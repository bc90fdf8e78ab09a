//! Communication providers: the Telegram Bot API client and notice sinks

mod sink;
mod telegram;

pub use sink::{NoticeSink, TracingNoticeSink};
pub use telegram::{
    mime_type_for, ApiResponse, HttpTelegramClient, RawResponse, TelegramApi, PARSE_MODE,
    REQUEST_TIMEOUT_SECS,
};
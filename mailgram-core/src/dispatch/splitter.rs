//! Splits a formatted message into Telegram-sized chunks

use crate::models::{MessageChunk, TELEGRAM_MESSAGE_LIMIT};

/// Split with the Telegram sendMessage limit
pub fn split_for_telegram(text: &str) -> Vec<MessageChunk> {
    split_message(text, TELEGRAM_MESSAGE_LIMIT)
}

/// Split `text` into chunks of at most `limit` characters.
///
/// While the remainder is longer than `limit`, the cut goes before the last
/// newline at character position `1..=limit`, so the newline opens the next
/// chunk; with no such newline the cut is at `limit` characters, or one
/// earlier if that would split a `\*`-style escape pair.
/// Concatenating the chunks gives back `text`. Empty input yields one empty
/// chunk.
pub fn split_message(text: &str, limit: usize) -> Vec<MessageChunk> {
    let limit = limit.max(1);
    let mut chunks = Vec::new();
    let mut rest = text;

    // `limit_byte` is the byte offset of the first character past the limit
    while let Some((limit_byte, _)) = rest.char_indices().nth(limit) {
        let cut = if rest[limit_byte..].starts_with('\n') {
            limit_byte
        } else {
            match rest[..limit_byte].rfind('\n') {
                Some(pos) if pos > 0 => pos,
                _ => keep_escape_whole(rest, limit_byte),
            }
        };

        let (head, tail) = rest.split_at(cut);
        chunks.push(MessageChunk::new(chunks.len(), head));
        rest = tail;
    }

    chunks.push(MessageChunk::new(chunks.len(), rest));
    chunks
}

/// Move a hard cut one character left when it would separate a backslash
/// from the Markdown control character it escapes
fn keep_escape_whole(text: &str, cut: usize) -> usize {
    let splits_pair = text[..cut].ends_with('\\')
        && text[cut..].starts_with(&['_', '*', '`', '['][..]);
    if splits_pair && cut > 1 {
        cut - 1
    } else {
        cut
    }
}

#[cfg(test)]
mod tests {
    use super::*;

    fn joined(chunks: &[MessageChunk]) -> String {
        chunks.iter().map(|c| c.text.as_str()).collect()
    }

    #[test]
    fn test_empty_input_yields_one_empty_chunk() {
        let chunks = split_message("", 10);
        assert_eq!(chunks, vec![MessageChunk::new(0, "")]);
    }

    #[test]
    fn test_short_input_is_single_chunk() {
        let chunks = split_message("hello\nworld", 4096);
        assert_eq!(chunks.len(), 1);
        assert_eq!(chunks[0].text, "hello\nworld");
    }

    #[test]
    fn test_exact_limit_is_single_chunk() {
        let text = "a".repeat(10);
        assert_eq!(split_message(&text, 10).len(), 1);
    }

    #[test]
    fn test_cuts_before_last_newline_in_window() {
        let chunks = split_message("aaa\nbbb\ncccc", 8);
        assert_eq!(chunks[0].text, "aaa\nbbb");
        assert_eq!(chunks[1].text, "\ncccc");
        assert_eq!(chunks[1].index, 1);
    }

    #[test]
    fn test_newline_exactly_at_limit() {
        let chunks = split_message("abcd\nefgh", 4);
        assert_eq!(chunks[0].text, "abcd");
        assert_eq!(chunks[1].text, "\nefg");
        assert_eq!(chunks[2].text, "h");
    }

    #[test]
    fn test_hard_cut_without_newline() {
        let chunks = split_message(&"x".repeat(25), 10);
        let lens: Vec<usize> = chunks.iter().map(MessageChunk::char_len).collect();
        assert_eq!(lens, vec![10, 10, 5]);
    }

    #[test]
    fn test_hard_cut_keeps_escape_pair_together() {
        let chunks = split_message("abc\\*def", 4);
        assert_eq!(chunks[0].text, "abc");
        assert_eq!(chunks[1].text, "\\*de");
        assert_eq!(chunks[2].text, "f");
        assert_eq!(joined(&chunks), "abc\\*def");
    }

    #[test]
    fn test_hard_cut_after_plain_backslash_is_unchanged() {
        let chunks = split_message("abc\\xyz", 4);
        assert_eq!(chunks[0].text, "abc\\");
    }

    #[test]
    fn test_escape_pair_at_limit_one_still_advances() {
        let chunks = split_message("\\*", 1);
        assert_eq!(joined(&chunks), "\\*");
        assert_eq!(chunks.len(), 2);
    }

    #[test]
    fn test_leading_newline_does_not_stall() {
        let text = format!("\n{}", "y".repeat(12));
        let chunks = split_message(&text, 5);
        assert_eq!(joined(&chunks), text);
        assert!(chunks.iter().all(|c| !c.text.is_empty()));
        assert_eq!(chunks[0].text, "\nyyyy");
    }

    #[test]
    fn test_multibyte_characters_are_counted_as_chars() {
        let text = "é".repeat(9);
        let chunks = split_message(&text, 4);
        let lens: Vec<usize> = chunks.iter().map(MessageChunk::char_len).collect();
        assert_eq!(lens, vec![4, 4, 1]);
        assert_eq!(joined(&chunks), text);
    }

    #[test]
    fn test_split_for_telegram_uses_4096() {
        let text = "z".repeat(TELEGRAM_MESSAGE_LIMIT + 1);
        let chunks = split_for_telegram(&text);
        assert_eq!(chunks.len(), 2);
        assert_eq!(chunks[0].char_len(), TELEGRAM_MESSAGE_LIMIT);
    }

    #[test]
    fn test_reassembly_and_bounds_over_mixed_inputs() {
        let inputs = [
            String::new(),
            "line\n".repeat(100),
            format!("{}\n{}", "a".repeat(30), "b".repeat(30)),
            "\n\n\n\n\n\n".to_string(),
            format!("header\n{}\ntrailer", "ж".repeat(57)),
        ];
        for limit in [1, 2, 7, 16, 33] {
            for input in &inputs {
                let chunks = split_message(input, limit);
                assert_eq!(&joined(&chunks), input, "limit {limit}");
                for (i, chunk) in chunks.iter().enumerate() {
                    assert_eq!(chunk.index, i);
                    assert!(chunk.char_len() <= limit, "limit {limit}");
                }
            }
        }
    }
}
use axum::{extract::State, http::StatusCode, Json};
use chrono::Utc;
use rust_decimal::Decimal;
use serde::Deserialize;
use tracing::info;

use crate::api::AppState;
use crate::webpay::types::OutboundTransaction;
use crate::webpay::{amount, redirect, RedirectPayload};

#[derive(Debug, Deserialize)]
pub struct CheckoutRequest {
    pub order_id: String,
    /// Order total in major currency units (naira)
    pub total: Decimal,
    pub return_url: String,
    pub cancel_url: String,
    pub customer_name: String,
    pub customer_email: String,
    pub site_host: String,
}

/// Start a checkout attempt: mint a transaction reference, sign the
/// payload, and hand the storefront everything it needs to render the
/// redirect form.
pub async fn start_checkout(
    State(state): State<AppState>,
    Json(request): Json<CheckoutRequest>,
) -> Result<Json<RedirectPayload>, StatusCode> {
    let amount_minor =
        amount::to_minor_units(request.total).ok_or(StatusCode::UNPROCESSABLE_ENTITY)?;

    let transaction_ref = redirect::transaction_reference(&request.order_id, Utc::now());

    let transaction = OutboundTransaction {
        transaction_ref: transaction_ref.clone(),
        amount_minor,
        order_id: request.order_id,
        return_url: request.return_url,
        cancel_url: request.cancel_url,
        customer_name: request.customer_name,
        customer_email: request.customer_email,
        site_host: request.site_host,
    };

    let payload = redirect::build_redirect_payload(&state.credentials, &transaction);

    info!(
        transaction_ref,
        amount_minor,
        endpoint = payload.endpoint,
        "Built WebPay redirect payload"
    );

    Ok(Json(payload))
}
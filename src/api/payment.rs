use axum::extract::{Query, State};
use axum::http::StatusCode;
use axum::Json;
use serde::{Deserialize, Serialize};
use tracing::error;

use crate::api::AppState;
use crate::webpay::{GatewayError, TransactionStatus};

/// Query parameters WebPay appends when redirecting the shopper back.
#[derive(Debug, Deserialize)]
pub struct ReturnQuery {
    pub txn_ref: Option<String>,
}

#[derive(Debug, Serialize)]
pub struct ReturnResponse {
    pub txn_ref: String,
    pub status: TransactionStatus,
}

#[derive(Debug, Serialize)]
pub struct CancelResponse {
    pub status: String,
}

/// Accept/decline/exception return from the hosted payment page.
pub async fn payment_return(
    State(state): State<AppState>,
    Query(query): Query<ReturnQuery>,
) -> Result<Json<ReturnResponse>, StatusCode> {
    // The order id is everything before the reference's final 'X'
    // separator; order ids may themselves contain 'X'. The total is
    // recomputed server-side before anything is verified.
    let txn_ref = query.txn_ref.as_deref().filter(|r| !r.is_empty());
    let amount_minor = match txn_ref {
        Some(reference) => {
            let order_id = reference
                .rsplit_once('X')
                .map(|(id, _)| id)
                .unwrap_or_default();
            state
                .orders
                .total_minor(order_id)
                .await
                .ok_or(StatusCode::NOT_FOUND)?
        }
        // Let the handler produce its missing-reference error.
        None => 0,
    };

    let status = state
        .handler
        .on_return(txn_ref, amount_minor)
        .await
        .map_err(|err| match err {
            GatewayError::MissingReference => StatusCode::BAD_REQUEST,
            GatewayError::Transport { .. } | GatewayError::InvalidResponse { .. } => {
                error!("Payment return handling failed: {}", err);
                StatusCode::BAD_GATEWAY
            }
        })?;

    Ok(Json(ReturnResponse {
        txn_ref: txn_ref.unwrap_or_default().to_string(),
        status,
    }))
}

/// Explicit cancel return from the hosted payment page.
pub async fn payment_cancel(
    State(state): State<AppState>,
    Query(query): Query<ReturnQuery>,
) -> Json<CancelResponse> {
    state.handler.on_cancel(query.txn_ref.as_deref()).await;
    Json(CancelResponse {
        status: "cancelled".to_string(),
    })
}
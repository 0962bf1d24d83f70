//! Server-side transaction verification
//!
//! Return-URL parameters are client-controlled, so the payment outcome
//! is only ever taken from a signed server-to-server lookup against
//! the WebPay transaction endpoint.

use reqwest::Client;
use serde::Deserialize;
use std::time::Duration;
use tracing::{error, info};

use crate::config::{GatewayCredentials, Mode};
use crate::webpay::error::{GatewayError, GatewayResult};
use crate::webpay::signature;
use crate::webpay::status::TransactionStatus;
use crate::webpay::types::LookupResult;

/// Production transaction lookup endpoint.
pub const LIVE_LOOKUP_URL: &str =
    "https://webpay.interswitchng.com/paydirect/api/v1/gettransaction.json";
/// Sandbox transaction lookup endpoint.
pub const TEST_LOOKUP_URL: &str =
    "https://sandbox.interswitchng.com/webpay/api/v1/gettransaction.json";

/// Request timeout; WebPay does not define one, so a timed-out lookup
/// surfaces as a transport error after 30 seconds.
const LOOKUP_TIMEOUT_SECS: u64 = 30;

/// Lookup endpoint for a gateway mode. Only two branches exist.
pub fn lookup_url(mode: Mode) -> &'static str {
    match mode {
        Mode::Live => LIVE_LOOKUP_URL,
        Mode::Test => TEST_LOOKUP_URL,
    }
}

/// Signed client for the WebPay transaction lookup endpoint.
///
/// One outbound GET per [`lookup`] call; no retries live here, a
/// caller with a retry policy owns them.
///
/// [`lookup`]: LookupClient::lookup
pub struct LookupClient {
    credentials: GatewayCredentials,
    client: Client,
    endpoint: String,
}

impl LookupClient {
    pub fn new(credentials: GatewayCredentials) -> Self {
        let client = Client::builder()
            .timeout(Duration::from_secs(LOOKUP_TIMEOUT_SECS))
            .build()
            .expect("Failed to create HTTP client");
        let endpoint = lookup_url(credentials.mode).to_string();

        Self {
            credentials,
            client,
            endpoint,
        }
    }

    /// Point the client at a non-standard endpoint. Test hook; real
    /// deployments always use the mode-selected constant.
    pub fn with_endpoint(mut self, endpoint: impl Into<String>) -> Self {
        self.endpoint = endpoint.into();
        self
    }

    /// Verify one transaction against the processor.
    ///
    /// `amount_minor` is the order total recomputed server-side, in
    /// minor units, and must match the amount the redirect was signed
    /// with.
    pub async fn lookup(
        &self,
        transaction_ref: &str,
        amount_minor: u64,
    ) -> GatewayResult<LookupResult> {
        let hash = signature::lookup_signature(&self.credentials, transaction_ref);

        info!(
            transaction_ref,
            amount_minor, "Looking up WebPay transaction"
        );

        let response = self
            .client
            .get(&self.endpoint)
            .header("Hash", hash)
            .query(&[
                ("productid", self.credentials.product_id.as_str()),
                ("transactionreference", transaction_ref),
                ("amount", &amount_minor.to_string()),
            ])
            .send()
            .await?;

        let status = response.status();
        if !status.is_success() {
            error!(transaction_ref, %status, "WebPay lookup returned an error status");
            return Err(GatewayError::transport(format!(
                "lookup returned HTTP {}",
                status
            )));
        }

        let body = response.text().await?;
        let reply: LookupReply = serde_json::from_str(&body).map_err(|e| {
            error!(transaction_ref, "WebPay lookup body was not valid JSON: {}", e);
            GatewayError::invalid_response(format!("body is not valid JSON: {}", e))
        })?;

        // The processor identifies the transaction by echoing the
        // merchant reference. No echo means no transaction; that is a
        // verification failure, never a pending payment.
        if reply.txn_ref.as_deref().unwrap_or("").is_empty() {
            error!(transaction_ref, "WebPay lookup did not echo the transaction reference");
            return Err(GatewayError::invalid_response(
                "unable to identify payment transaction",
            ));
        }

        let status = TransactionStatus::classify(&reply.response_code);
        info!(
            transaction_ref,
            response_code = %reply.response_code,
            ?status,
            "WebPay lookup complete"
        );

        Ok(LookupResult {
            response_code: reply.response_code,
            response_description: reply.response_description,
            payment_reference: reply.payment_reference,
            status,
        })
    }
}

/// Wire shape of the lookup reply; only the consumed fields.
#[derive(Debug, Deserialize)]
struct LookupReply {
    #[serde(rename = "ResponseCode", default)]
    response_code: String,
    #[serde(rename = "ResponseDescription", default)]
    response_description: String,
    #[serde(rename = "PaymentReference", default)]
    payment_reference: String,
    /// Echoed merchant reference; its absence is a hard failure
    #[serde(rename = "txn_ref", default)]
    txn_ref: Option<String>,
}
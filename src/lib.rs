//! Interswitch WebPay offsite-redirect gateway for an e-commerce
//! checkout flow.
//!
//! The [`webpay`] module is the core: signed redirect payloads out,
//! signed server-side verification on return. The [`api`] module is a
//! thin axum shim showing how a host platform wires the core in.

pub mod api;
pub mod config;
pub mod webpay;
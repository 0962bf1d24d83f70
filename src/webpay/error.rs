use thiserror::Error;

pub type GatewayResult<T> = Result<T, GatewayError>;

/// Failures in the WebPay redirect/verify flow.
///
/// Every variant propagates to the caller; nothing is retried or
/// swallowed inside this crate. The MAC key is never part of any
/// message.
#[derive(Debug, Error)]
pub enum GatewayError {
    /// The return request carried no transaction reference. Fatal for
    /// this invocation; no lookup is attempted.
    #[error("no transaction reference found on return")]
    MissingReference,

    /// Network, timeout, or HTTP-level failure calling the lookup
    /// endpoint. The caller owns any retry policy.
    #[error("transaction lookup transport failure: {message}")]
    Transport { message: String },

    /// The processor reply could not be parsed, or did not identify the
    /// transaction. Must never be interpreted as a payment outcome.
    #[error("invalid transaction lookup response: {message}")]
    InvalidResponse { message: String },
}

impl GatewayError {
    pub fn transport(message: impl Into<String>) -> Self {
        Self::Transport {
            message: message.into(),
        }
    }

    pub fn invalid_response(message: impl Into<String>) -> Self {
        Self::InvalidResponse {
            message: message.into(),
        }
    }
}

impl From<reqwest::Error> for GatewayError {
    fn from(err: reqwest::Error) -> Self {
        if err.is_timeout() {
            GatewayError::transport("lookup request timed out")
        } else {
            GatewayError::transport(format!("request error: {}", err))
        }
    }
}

····················

YOUR OBJECTIVE: Display every line of the listing that contains the string "never".

RESULT OF THIS EXERCISE:
        // verification failure, never a pending payment.
/// swallowed inside this crate. The MAC key is never part of any
    /// transaction. Must never be interpreted as a payment outcome.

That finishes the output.